Dungeons and Dragons, Table Top Gaming

No More Than Human

Browsing through a much-neglected shelf a couple of weeks ago I came across an old D&D supplement, a collection of articles from TSR’s much beloved Dragon Magazine from way back in the day. Not remembering actually buying this little trove my curiosity got the better of me, so I naturally started thumbing through the pages to see what was inside. Upon initial glance, not much caught my interest, a lot of it being about dragons and various gods and pantheons which I usually tend to make up for myself when I run a game. But stuck in the middle of everything were a few little tidbits that made me take notice, those being a series of articles that detailed ideas and viewpoints about some of D&D’s more extraordinary demihumans and how they perceived the world. The authors wrote on elves, dwarves, halflings, and orcs, and how each saw the other and might interact with them, and it got me thinking.

Part of the appeal of D&D is the opportunity to be something that you’re not, and for many players the allure of taking on the role of an incredibly strong orc or a centuries old elf is part of the fun. Flipping through a Player’s Handbook presents the possibility of playing as one of many fantastic races, which makes it all the more odd when I think about myself and my tendency to always play humans. I’m always appreciative when another tackles the role of taking on one of D&D’s demihumans, as it’s inevitably a great contrast to the basic little meat sack I typically bring to a game. The few times I have ventured out and played something other than human I’ve never really had a lot of long term enjoyment with it, often taking it to the extreme and using it as an excuse to do something really off the wall in terms of roleplaying, which I think is exactly what the problem is.

So many options, but yeah, I’m just a plain old human.

See, when I do play another race, I often find it difficult to connect with it or wrap my head around a sturdy concept sometimes, often saying what the hell and just throwing caution to the wind and doing whatever I want. I admit that it can be entertaining for all involved for a short time, but the novelty and zaniness of the character often quickly wears off, along with my inspiration and desire to continue playing them. My demihuman PCs often become exaggerated caricatures of themselves or something opposite of what they were meant to be, and I am very aware that playing something that shallow will quickly lose its luster, so I tend to not do it out of courtesy to the other players and the DM.

Another thing is that I don’t really feel like I want to be something else, never really desiring the perks or added powers that come with playing something like an elf, half-orc, or dragonborn. I suppose I just enjoy taking my own viewpoint into games when I roleplay, trying to capture the experience of lifting myself up or sometimes just plain surviving in the world or setting that’s presented to me. There’s something about exploring my own flaws and inherent lack of things when I play too, finding a bit of therapy in gaming and taking things on as a human where they can sometimes be extremely hampered in ability when compared to some of the other races. This might be a bit of an underdog syndrome I admit, but when I can get my character over the hump and see them starting to progress it really motivates me to keep coming back session after session, especially if it’s a good story that I’m participating in.

I did mention, however, there were actually a couple of times that I rather enjoyed playing something a little bit different than myself. Those being a campaign where I played a half-elf that ended up becoming a totally evil prick, while the other was a Shadowrun game where I was a dimwitted troll that made a brick wall look like it was Einstein by comparison. The half-elf was in my much younger days when I first started gaming and would try to get away with any bit of evil stuff that I could, while the troll was a few years later and immediately drifted toward the big dumb muscle stereotype. I don’t think that I would have any fun playing the elf now at all, as being wicked just for the sake of wickedness would come off as very flat and quickly grow boring to me. But damn would I like to give my old troll another go around, as thinking back on it he became a heck of a lot more complex than originally intended, and I’d like to see what I could do with him now that I’m older and a lot more experienced, but those games are long done.

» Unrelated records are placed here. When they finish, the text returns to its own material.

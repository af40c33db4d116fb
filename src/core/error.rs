// This module defines the error type for the ravel back end using the thiserror crate.
// CompileError covers the three failure classes of the pipeline: constructs the linearizer
// does not implement (a hard stop for the whole compilation unit), internal contract
// violations detected by the CFG builder and the code generator (unterminated blocks,
// operands of the wrong kind, opcodes reaching a stage that cannot handle them), and
// failures reported by the embedding host through the callback interface. Each variant
// carries the proc/block/opcode context needed to locate the problem. CompileResult<T> is
// the convenience alias used throughout the crate.

//! Error types for the ravel compiler.

use thiserror::Error;

/// Main error type for a compilation unit.
#[derive(Error, Debug)]
pub enum CompileError {
    #[error("Unimplemented language feature: {feature}")]
    Unimplemented { feature: String },

    #[error("Block {block} of proc {proc} does not end in a branch or return")]
    UnterminatedBlock { proc: u32, block: u32 },

    #[error("Invalid operand in proc {proc}: {reason}")]
    InvalidOperand { proc: u32, reason: String },

    #[error("Unexpected opcode {opcode} in {stage}")]
    UnexpectedOpcode {
        opcode: &'static str,
        stage: &'static str,
    },

    #[error("Unknown symbol id {id}")]
    UnknownSymbol { id: u32 },

    #[error("Host callback failed: {reason}")]
    Host { reason: String },

    #[error("Failed to read syntax tree: {0}")]
    Json(#[from] serde_json::Error),
}

impl CompileError {
    /// Shorthand for [`CompileError::Unimplemented`].
    pub fn unimplemented(feature: impl Into<String>) -> Self {
        CompileError::Unimplemented {
            feature: feature.into(),
        }
    }

    /// Shorthand for [`CompileError::InvalidOperand`].
    pub fn invalid_operand(proc: u32, reason: impl Into<String>) -> Self {
        CompileError::InvalidOperand {
            proc,
            reason: reason.into(),
        }
    }
}

/// Result type alias for compile operations.
pub type CompileResult<T> = Result<T, CompileError>;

Nork is still one of the best characters
I’ve played to this day.

In the end, we’re all drawn to different things when it comes to D&D and our various RPG experiences, and that’s absolutely great because the diversity makes for a heck of a more interesting time than if everything was just the same, just like life. So, whether you’re drawn to elves, orcs, or beings born from dragons or demons, get out there and do some gaming, because it’s all in the name of fun and we could all use a bit more of that right now, but at a responsibly safe distance of course. As for me, I think I’ll always end up sticking to the humble human, mostly because I’d like to see how far I can take it with a character that’s stacked up against odds they shouldn’t be able to survive against, or perhaps someone that’s just had enough and is determined to remake the world. I guess that’s always been the draw for me when I roleplay, and I doubt that’ll change anytime soon, which is just fine for yours truly.

Until next time, happy gaming, gang, and be safe. And since we’re talking about races let me add a bit of hard gained wisdom. Whatever you do never cross a dwarf, unless you don’t mind having your kneecaps blown out from under you that is. Trust me, it’s not worth pushing the stunty bastards.